5.5. Atitude face ao uso da internet nos trabalhos de casa
As tensões emergentes entre autoria e plágio constituem um problema em aberto
para as instituições escolares, na medida em que é um desafio grande para as
avaliações dos alunos. O acesso muito facilitado a todo um conjunto de fontes
de informação (independentemente da fiabilidade das mesmas) abre certamente
caminho a novas formas de realizar os trabalhos escolares. Porém, não explicam,
por si só, a frequente tendência, entre os alunos, para não haver hesitação em
plagiar informação. Apesar de em todos os clustersmais de metade dos casos,
praticar plágio (pelo menos parcial), os grupos que mais assumem, no mínimo,
copiar partes de conteúdos da netpara fazerem os trabalhos de casa são os
Autónomos Desligados (72%) e os Autónomos Pragmáticos Utilitaristas (75%).

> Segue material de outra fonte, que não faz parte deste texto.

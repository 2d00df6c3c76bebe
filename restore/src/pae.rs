//! Three-level paging fix-up for guests without the extended-cr3 assist.
//!
//! Such guests require every top-level directory to live below 4 GiB of
//! machine space. Directories allocated above the boundary are exchanged
//! for low frames first; only then can the deferred leaf tables be
//! rewritten, since their entries may reference the moved frames.

use std::io::Read;

use frames::{Mfn, Pfn, PAGE_SIZE};
use log::{debug, error, warn};

use crate::engine::{Restore, MAX_BATCH_SIZE};
use crate::error::{RestoreError, Result};
use crate::hv::Hypervisor;
use crate::types::PtLevel;
use crate::uncanon::rewrite_table;

/// Highest machine frame a three-level top directory may occupy.
const PAE_L3_MFN_LIMIT: u64 = 0xfffff;

/// A three-level top directory holds four 8-byte entries.
const L3_ENTRIES_BYTES: usize = 4 * 8;

impl<H: Hypervisor, R: Read> Restore<'_, H, R> {
    pub(crate) fn relocate_pae_tables(&mut self) -> Result<()> {
        self.relocate_l3_directories()?;
        self.rewrite_deferred_l1()?;
        self.updates.flush(self.hv)
    }

    fn relocate_l3_directories(&mut self) -> Result<()> {
        let mut moved = 0u64;
        for idx in 0..self.pfn_type.len() {
            if self.pfn_type[idx].table_level() != Some(PtLevel::L3) {
                continue;
            }
            let old = self.p2m[idx];
            if old.as_u64() <= PAE_L3_MFN_LIMIT {
                continue;
            }

            let mut entries = [0u8; L3_ENTRIES_BYTES];
            {
                let mapping = self
                    .hv
                    .map_foreign_range(self.dom, false, old, 1)
                    .map_err(|err| {
                        error!("mapping top directory {:#x} failed: {err}", old.as_u64());
                        RestoreError::OutOfMemory("top-directory mapping failed")
                    })?;
                entries.copy_from_slice(&mapping[..L3_ENTRIES_BYTES]);
            }

            let new = self.hv.make_page_below_4g(self.dom, old).map_err(|err| {
                error!("no replacement frame below 4 GiB for {:#x}: {err}", old.as_u64());
                RestoreError::OutOfMemory("no replacement frame below 4 GiB")
            })?;

            self.p2m[idx] = new;
            self.updates.machphys(self.hv, new, Pfn::new(idx as u64))?;

            {
                let mut mapping = self
                    .hv
                    .map_foreign_range(self.dom, true, new, 1)
                    .map_err(|err| {
                        error!("mapping replacement frame {:#x} failed: {err}", new.as_u64());
                        RestoreError::OutOfMemory("replacement frame mapping failed")
                    })?;
                mapping[..L3_ENTRIES_BYTES].copy_from_slice(&entries);
            }
            moved += 1;
        }

        if moved > 0 {
            debug!("relocated {moved} top directories below 4 GiB");
        }
        Ok(())
    }

    /// Second pass: the leaf tables skipped by the batch loop, rewritten
    /// against the now-final frame table.
    fn rewrite_deferred_l1(&mut self) -> Result<()> {
        let mut pending: Vec<Pfn> = Vec::with_capacity(MAX_BATCH_SIZE);
        let mut scratch = vec![0u8; PAGE_SIZE];

        for idx in 0..self.pfn_type.len() {
            if self.pfn_type[idx].table_level() != Some(PtLevel::L1) {
                continue;
            }
            pending.push(Pfn::new(idx as u64));
            if pending.len() == MAX_BATCH_SIZE {
                self.rewrite_l1_batch(&pending, &mut scratch)?;
                pending.clear();
            }
        }
        if !pending.is_empty() {
            self.rewrite_l1_batch(&pending, &mut scratch)?;
        }
        Ok(())
    }

    fn rewrite_l1_batch(&mut self, pfns: &[Pfn], scratch: &mut [u8]) -> Result<()> {
        let mfns: Vec<Mfn> = pfns.iter().map(|pfn| self.p2m[pfn.as_usize()]).collect();
        let mut mapping = self
            .hv
            .map_foreign_batch(self.dom, true, &mfns)
            .map_err(|err| {
                error!("leaf-table batch mapping failed: {err}");
                RestoreError::OutOfMemory("leaf-table batch mapping failed")
            })?;

        for (i, &pfn) in pfns.iter().enumerate() {
            let frame = &mut mapping[i * PAGE_SIZE..(i + 1) * PAGE_SIZE];
            scratch.copy_from_slice(frame);
            match rewrite_table(scratch, self.platform.mode, &self.p2m) {
                Ok(()) => frame.copy_from_slice(scratch),
                Err(race) => {
                    warn!(
                        "page-table race on deferred frame {:#x} (entry named {:#x})",
                        pfn.as_u64(),
                        race.pfn
                    );
                    self.pt_races += 1;
                }
            }
        }
        Ok(())
    }
}
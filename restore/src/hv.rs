//! The hypercall boundary.
//!
//! The engine drives the hypervisor exclusively through [`Hypervisor`];
//! whatever transport sits behind it (privileged device nodes, ioctl
//! plumbing) is out of scope here. Implementations must keep any buffer
//! passed to a method resident for the duration of the call.

use std::ops::{Deref, DerefMut};

use frames::{Mfn, Pfn};

use crate::abi::VcpuContext;
use crate::error::HvError;
use crate::types::PtLevel;

pub type HvResult<T> = Result<T, HvError>;

pub const ENOMEM: i32 = 12;
pub const EINVAL: i32 = 22;

/// Domain identifier. Domain 0 is the control domain and is never
/// destroyed by the engine.
#[derive(Debug, Clone, Copy, PartialEq, Eq, Hash)]
#[repr(transparent)]
pub struct DomId(pub u32);

/// MMU update command, carried in the low bits of `ptr`.
pub const MMU_NORMAL_PT_UPDATE: u64 = 0;
pub const MMU_MACHPHYS_UPDATE: u64 = 1;

/// One entry of a batched MMU update hypercall.
#[derive(Debug, Clone, Copy, PartialEq, Eq)]
#[repr(C)]
pub struct MmuUpdate {
    pub ptr: u64,
    pub val: u64,
}

impl MmuUpdate {
    /// Install the reverse (machine-to-pseudo-physical) mapping for `mfn`.
    pub fn machphys(mfn: Mfn, pfn: Pfn) -> Self {
        Self {
            ptr: mfn.frame_addr() | MMU_MACHPHYS_UPDATE,
            val: pfn.as_u64(),
        }
    }
}

/// Extended MMU operation commands consumed by the engine.
pub const MMUEXT_PIN_L1_TABLE: u32 = 0;
pub const MMUEXT_PIN_L2_TABLE: u32 = 1;
pub const MMUEXT_PIN_L3_TABLE: u32 = 2;
pub const MMUEXT_PIN_L4_TABLE: u32 = 3;

/// One extended MMU operation.
#[derive(Debug, Clone, Copy, PartialEq, Eq)]
#[repr(C)]
pub struct MmuExtOp {
    pub cmd: u32,
    pub mfn: u64,
}

impl MmuExtOp {
    /// Declare `mfn` to the hypervisor as a page table of the given
    /// level, subjecting it to type enforcement.
    pub fn pin(level: PtLevel, mfn: Mfn) -> Self {
        let cmd = match level {
            PtLevel::L1 => MMUEXT_PIN_L1_TABLE,
            PtLevel::L2 => MMUEXT_PIN_L2_TABLE,
            PtLevel::L3 => MMUEXT_PIN_L3_TABLE,
            PtLevel::L4 => MMUEXT_PIN_L4_TABLE,
        };
        Self {
            cmd,
            mfn: mfn.as_u64(),
        }
    }
}

/// Snapshot returned by the get-domain-info operation.
#[derive(Debug, Clone, Copy)]
pub struct DomainInfo {
    /// Machine frame holding the domain's shared-info page.
    pub shared_info_mfn: Mfn,
}

/// The hypercall surface the engine consumes, one method per named
/// operation.
pub trait Hypervisor {
    /// A foreign mapping of guest frames into the caller. The borrow of
    /// the underlying slots ends when the value drops; mappings must not
    /// be retained across a later mapping call.
    type Mapping: Deref<Target = [u8]> + DerefMut;

    /// Machine frame ceiling: the first frame number past the host's
    /// physical memory.
    fn max_machine_frame(&mut self) -> HvResult<Mfn>;

    /// Lowest virtual address owned by the hypervisor.
    fn hypervisor_virt_start(&mut self) -> HvResult<u64>;

    /// Number of page-table levels the guest uses (2, 3, or 4).
    fn paging_levels(&mut self, dom: DomId) -> HvResult<u32>;

    fn domain_info(&mut self, dom: DomId) -> HvResult<DomainInfo>;

    /// Sets the domain's maximum-memory hint, in frames.
    fn set_max_memory(&mut self, dom: DomId, frames: u64) -> HvResult<()>;

    /// Grows the domain's reservation; returns the frames actually
    /// granted.
    fn increase_reservation(&mut self, dom: DomId, frames: u64) -> HvResult<u64>;

    /// Fills `out` with the domain's machine frames in pseudo-physical
    /// order; returns the count written.
    fn pfn_list(&mut self, dom: DomId, out: &mut [Mfn]) -> HvResult<usize>;

    fn mmu_update(&mut self, dom: DomId, updates: &[MmuUpdate]) -> HvResult<()>;

    fn mmuext_op(&mut self, dom: DomId, ops: &[MmuExtOp]) -> HvResult<()>;

    /// Maps the listed frames as one contiguous region in list order.
    fn map_foreign_batch(
        &mut self,
        dom: DomId,
        writable: bool,
        mfns: &[Mfn],
    ) -> HvResult<Self::Mapping>;

    /// Maps `count` machine-contiguous frames starting at `mfn`.
    fn map_foreign_range(
        &mut self,
        dom: DomId,
        writable: bool,
        mfn: Mfn,
        count: usize,
    ) -> HvResult<Self::Mapping>;

    /// Exchanges `mfn` for a frame below the 4 GiB boundary; the
    /// replacement's contents are undefined.
    fn make_page_below_4g(&mut self, dom: DomId, mfn: Mfn) -> HvResult<Mfn>;

    /// Returns the frames to the hypervisor; reports how many were
    /// released.
    fn decrease_reservation(&mut self, dom: DomId, mfns: &[Mfn]) -> HvResult<u64>;

    fn set_vcpu_context(&mut self, dom: DomId, vcpu: u32, ctx: &VcpuContext) -> HvResult<()>;

    fn destroy_domain(&mut self, dom: DomId) -> HvResult<()>;
}
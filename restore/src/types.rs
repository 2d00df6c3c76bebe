//! Page-type tags and paging-mode constants shared across the engine.

use frames::{Pfn, PAGE_SIZE};
use log::error;

use crate::error::{RestoreError, Result};

/// Shift separating the type nibble from the frame number in a tagged
/// stream word.
pub const LTAB_SHIFT: u32 = 28;
/// Pin bit within the type nibble.
pub const LPINTAB: u64 = 0x8 << LTAB_SHIFT;
/// Full tag mask, pin bit included.
pub const LTAB_MASK: u64 = 0xf << LTAB_SHIFT;
/// Type bits without the pin bit.
pub const LTABTYPE_MASK: u64 = 0x7 << LTAB_SHIFT;
/// Tag nibble marking a slot with no page behind it.
pub const XTAB: u64 = LTAB_MASK;

/// Page-table level, leaf first.
#[derive(Debug, Clone, Copy, PartialEq, Eq, PartialOrd, Ord)]
pub enum PtLevel {
    L1,
    L2,
    L3,
    L4,
}

impl PtLevel {
    /// All levels, bottom-up.
    pub const ALL: [PtLevel; 4] = [PtLevel::L1, PtLevel::L2, PtLevel::L3, PtLevel::L4];

    /// Numeric level, 1-based.
    pub const fn number(self) -> u64 {
        match self {
            PtLevel::L1 => 1,
            PtLevel::L2 => 2,
            PtLevel::L3 => 3,
            PtLevel::L4 => 4,
        }
    }

    const fn from_number(n: u64) -> Option<Self> {
        match n {
            1 => Some(PtLevel::L1),
            2 => Some(PtLevel::L2),
            3 => Some(PtLevel::L3),
            4 => Some(PtLevel::L4),
            _ => None,
        }
    }
}

/// Type classification of one guest page, as carried by the stream.
///
/// The pin bit travels with the level rather than as a separate table so
/// that an entry is always internally consistent.
#[derive(Debug, Clone, Copy, PartialEq, Eq, Default)]
pub enum PageTag {
    /// Plain guest data; no embedded frame numbers.
    #[default]
    Normal,
    /// A page-table page at the carried level. Pinned tables are declared
    /// to the hypervisor once their contents are final.
    Table { level: PtLevel, pinned: bool },
    /// The slot has no page in the guest's pseudo-physical map.
    Unmapped,
}

impl PageTag {
    pub fn table_level(self) -> Option<PtLevel> {
        match self {
            PageTag::Table { level, .. } => Some(level),
            _ => None,
        }
    }

    pub fn is_pinned(self) -> bool {
        matches!(self, PageTag::Table { pinned: true, .. })
    }
}

/// Splits one tagged stream word into its PFN and page-type tag.
pub fn decode_tagged_pfn(word: u64) -> Result<(Pfn, PageTag)> {
    let pfn = Pfn::new(word & !LTAB_MASK);
    let tag = match word & LTAB_MASK {
        0 => PageTag::Normal,
        XTAB => PageTag::Unmapped,
        bits => match PtLevel::from_number((bits & LTABTYPE_MASK) >> LTAB_SHIFT) {
            Some(level) => PageTag::Table {
                level,
                pinned: bits & LPINTAB != 0,
            },
            None => {
                error!("unknown page type {:#x} in batch entry", bits >> LTAB_SHIFT);
                return Err(RestoreError::StreamInvalid("unknown page type in batch"));
            }
        },
    };
    Ok((pfn, tag))
}

/// Paging mode of the suspended guest.
#[derive(Debug, Clone, Copy, PartialEq, Eq)]
pub enum PagingMode {
    TwoLevel,
    ThreeLevel,
    FourLevel,
}

impl PagingMode {
    pub fn from_levels(levels: u32) -> Option<Self> {
        match levels {
            2 => Some(PagingMode::TwoLevel),
            3 => Some(PagingMode::ThreeLevel),
            4 => Some(PagingMode::FourLevel),
            _ => None,
        }
    }

    pub fn levels(self) -> u64 {
        self.top_level().number()
    }

    /// The level of the page-table root referenced by control register 3.
    pub fn top_level(self) -> PtLevel {
        match self {
            PagingMode::TwoLevel => PtLevel::L2,
            PagingMode::ThreeLevel => PtLevel::L3,
            PagingMode::FourLevel => PtLevel::L4,
        }
    }

    /// Width of one page-table entry. Two-level guests use 4-byte
    /// entries; everything else is 8 bytes wide.
    pub fn entry_bytes(self) -> usize {
        match self {
            PagingMode::TwoLevel => 4,
            _ => 8,
        }
    }

    pub fn entries_per_table(self) -> usize {
        PAGE_SIZE / self.entry_bytes()
    }

    /// Whether the guest runs a 32-bit kernel (two- and three-level
    /// paging); these carry callback code selectors in their context.
    pub fn is_compat(self) -> bool {
        !matches!(self, PagingMode::FourLevel)
    }
}

#[cfg(test)]
mod tests {
    use super::*;

    #[test]
    fn decode_normal_and_tables() {
        let (pfn, tag) = decode_tagged_pfn(0x42).unwrap();
        assert_eq!(pfn, Pfn::new(0x42));
        assert_eq!(tag, PageTag::Normal);

        let (pfn, tag) = decode_tagged_pfn((1 << LTAB_SHIFT) | 7).unwrap();
        assert_eq!(pfn, Pfn::new(7));
        assert_eq!(
            tag,
            PageTag::Table {
                level: PtLevel::L1,
                pinned: false
            }
        );

        let (_, tag) = decode_tagged_pfn((4 << LTAB_SHIFT) | LPINTAB | 9).unwrap();
        assert_eq!(
            tag,
            PageTag::Table {
                level: PtLevel::L4,
                pinned: true
            }
        );
    }

    #[test]
    fn decode_unmapped() {
        let (_, tag) = decode_tagged_pfn(XTAB | 3).unwrap();
        assert_eq!(tag, PageTag::Unmapped);
    }

    #[test]
    fn decode_rejects_unknown_types() {
        // Level nibbles 5..7 name no table level; a lone pin bit names no
        // table at all.
        assert!(decode_tagged_pfn(5 << LTAB_SHIFT).is_err());
        assert!(decode_tagged_pfn(7 << LTAB_SHIFT).is_err());
        assert!(decode_tagged_pfn(LPINTAB).is_err());
    }

    #[test]
    fn entry_widths() {
        assert_eq!(PagingMode::TwoLevel.entry_bytes(), 4);
        assert_eq!(PagingMode::TwoLevel.entries_per_table(), 1024);
        assert_eq!(PagingMode::ThreeLevel.entry_bytes(), 8);
        assert_eq!(PagingMode::FourLevel.entries_per_table(), 512);
    }
}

Especial destaque para a atitude de se copiar indiscriminadamente os conteúdos
da Internet para fazer os trabalhos de casa, ser mais elevada nos indivíduos
Autónomos Pragmáticos Utilitaristas (10,5%). A percentagem mais elevada, dentro
de um só grupo, daqueles que não copiam (40%) surge da parte dos Dependentes
Passivos.
5.6. Aproveitamento de informação sem critérios de seleção
No seguimento do aspeto anterior, sublinhem-se os desafios em torno da autoria
e da ética subjacente. Tais encruzilhadas éticas estendem-se às questões da
honestidade perante o trabalho escolar, o qual, é sabido (Ponte et al., 2009),
é, atualmente, largamente afetado pela facilidade de acesso a informação
praticamente ilimitada e facilmente plagiável. Entre riscos e oportunidades
derivados de uma nova cultura da partilha (James et al., 2009: 44), redefinem-
se atitudes e comportamentos em torno da autoria.
Nos dados analisados, e relativamente ao aproveitamento da informação sem
critérios de seleção, o grupo mais concordante com esta atitude é dos Autónomos
Pragmáticos Utilitaristas (não surpreendentemente, uma vez que o aproveitamento
da informação é uma das suas características estruturais mais definidas), com
mais de 40% de respostas muito favoráveis. O grupo mais afastado desta atitude
é dos Dependentes Passivos, com mais de 80% de respostas muito desfavoráveis e
valores muito residuais de respostas favoráveis.
5.7. Atenção
A questão da atenção é um fator determinante na conduta, tanto de um ponto de
vista mais cognitivo, como também, e sobretudo, do lado do desempenho e das
dinâmicas de papéis que se revelam na interação. De acordo com a informação
recolhida, os grupos com menor tolerância relativa à atenção na sala de aula,
são os Dependentes Passivos, os Autónomos Desligados e os Autónomos Pragmáticos
Utilitaristas (todos acima dos 70%). Estes últimos são, ainda, os que possuem
(proporcionalmente) a maior percentagem de indivíduos com a menor tolerância de
todas relativamente à atenção (17%). Por outro lado, o grupo com maior
tolerância ao tempo seguido de aula é o dos Autónomos Normativos e Integrados,
mas, ainda assim, não passam dos 50% dentro do seu cluster. O grupo dos
Dependentes Funcionais Utilitaristas apresenta também uma tolerância
relativamente elevada em relação ao tempo de atenção seguido na sala de aula.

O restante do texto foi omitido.